(RECORD EXCERPTS begins)

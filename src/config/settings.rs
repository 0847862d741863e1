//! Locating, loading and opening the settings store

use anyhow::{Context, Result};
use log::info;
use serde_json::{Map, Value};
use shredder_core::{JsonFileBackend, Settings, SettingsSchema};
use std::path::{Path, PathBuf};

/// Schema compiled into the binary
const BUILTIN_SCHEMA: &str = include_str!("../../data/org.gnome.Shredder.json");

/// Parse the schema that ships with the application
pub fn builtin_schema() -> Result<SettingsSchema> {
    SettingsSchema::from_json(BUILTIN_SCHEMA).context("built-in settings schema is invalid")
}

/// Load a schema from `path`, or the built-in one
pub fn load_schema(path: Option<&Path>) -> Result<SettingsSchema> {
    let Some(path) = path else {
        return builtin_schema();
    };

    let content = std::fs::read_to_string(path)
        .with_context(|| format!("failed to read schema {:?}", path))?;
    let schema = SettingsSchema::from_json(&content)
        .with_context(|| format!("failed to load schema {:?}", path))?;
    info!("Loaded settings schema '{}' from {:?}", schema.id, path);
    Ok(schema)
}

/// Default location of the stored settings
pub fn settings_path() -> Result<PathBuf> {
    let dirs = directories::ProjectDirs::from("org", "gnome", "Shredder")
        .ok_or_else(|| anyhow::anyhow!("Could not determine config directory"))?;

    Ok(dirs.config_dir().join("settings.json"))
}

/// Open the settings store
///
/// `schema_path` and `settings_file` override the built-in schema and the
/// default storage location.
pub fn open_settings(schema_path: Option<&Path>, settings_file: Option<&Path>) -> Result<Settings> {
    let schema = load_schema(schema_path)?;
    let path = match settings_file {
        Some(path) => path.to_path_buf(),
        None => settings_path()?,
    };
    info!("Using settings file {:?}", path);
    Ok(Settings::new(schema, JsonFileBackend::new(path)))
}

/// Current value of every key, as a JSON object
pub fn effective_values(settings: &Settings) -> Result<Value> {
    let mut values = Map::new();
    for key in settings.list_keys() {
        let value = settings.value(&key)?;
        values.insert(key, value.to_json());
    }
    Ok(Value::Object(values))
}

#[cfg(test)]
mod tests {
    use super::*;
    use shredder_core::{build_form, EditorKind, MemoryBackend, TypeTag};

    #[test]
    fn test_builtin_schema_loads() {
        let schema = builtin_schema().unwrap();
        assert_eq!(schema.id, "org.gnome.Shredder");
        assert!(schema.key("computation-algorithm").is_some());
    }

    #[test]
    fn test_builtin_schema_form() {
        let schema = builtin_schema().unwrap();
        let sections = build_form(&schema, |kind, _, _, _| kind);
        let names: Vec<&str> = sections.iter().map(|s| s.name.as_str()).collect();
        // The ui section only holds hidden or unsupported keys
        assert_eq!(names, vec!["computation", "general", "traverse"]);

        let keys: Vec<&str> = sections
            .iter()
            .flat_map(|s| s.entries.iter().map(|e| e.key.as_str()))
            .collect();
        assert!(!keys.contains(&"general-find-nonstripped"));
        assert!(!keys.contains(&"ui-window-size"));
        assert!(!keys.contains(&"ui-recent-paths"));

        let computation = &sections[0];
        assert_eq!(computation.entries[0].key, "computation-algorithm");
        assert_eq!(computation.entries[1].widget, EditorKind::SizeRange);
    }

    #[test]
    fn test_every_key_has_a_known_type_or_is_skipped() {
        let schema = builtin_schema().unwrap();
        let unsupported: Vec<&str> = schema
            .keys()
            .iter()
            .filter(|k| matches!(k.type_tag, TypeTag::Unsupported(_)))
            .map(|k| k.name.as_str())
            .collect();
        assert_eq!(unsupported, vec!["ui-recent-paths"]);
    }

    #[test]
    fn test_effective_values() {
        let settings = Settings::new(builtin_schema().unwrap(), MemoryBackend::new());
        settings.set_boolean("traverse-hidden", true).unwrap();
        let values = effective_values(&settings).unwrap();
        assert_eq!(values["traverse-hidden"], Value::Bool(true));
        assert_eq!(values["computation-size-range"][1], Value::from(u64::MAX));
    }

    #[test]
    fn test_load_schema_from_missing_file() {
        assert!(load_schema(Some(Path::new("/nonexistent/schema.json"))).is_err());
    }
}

(RECORD EXCERPTS ends)

The reply should consist of all the records, repeated exactly.

§ SOLUTION
filename src/config/settings.rs
repository 0847862d741863e1
//! Locating, loading and opening the settings store

use anyhow::{Context, Result};
use log::info;
use serde_json::{Map, Value};
use shredder_core::{JsonFileBackend, Settings, SettingsSchema};
use std::path::{Path, PathBuf};

/// Schema compiled into the binary
const BUILTIN_SCHEMA: &str = include_str!("../../data/org.gnome.Shredder.json");

/// Parse the schema that ships with the application
pub fn builtin_schema() -> Result<SettingsSchema> {
    SettingsSchema::from_json(BUILTIN_SCHEMA).context("built-in settings schema is invalid")
}

/// Load a schema from `path`, or the built-in one
pub fn load_schema(path: Option<&Path>) -> Result<SettingsSchema> {
    let Some(path) = path else {
        return builtin_schema();
    };

    let content = std::fs::read_to_string(path)
        .with_context(|| format!("failed to read schema {:?}", path))?;
    let schema = SettingsSchema::from_json(&content)
        .with_context(|| format!("failed to load schema {:?}", path))?;
    info!("Loaded settings schema '{}' from {:?}", schema.id, path);
    Ok(schema)
}

/// Default location of the stored settings
pub fn settings_path() -> Result<PathBuf> {
    let dirs = directories::ProjectDirs::from("org", "gnome", "Shredder")
        .ok_or_else(|| anyhow::anyhow!("Could not determine config directory"))?;

    Ok(dirs.config_dir().join("settings.json"))
}

/// Open the settings store
///
/// `schema_path` and `settings_file` override the built-in schema and the
/// default storage location.
pub fn open_settings(schema_path: Option<&Path>, settings_file: Option<&Path>) -> Result<Settings> {
    let schema = load_schema(schema_path)?;
    let path = match settings_file {
        Some(path) => path.to_path_buf(),
        None => settings_path()?,
    };
    info!("Using settings file {:?}", path);
    Ok(Settings::new(schema, JsonFileBackend::new(path)))
}

/// Current value of every key, as a JSON object
pub fn effective_values(settings: &Settings) -> Result<Value> {
    let mut values = Map::new();
    for key in settings.list_keys() {
        let value = settings.value(&key)?;
        values.insert(key, value.to_json());
    }
    Ok(Value::Object(values))
}

#[cfg(test)]
mod tests {
    use super::*;
    use shredder_core::{build_form, EditorKind, MemoryBackend, TypeTag};

    #[test]
    fn test_builtin_schema_loads() {
        let schema = builtin_schema().unwrap();
        assert_eq!(schema.id, "org.gnome.Shredder");
        assert!(schema.key("computation-algorithm").is_some());
    }

    #[test]
    fn test_builtin_schema_form() {
        let schema = builtin_schema().unwrap();
        let sections = build_form(&schema, |kind, _, _, _| kind);
        let names: Vec<&str> = sections.iter().map(|s| s.name.as_str()).collect();
        // The ui section only holds hidden or unsupported keys
        assert_eq!(names, vec!["computation", "general", "traverse"]);

        let keys: Vec<&str> = sections
            .iter()
            .flat_map(|s| s.entries.iter().map(|e| e.key.as_str()))
            .collect();
        assert!(!keys.contains(&"general-find-nonstripped"));
        assert!(!keys.contains(&"ui-window-size"));
        assert!(!keys.contains(&"ui-recent-paths"));

        let computation = &sections[0];
        assert_eq!(computation.entries[0].key, "computation-algorithm");
        assert_eq!(computation.entries[1].widget, EditorKind::SizeRange);
    }

    #[test]
    fn test_every_key_has_a_known_type_or_is_skipped() {
        let schema = builtin_schema().unwrap();
        let unsupported: Vec<&str> = schema
            .keys()
            .iter()
            .filter(|k| matches!(k.type_tag, TypeTag::Unsupported(_)))
            .map(|k| k.name.as_str())
            .collect();
        assert_eq!(unsupported, vec!["ui-recent-paths"]);
    }

    #[test]
    fn test_effective_values() {
        let settings = Settings::new(builtin_schema().unwrap(), MemoryBackend::new());
        settings.set_boolean("traverse-hidden", true).unwrap();
        let values = effective_values(&settings).unwrap();
        assert_eq!(values["traverse-hidden"], Value::Bool(true));
        assert_eq!(values["computation-size-range"][1], Value::from(u64::MAX));
    }

    #[test]
    fn test_load_schema_from_missing_file() {
        assert!(load_schema(Some(Path::new("/nonexistent/schema.json"))).is_err());
    }
}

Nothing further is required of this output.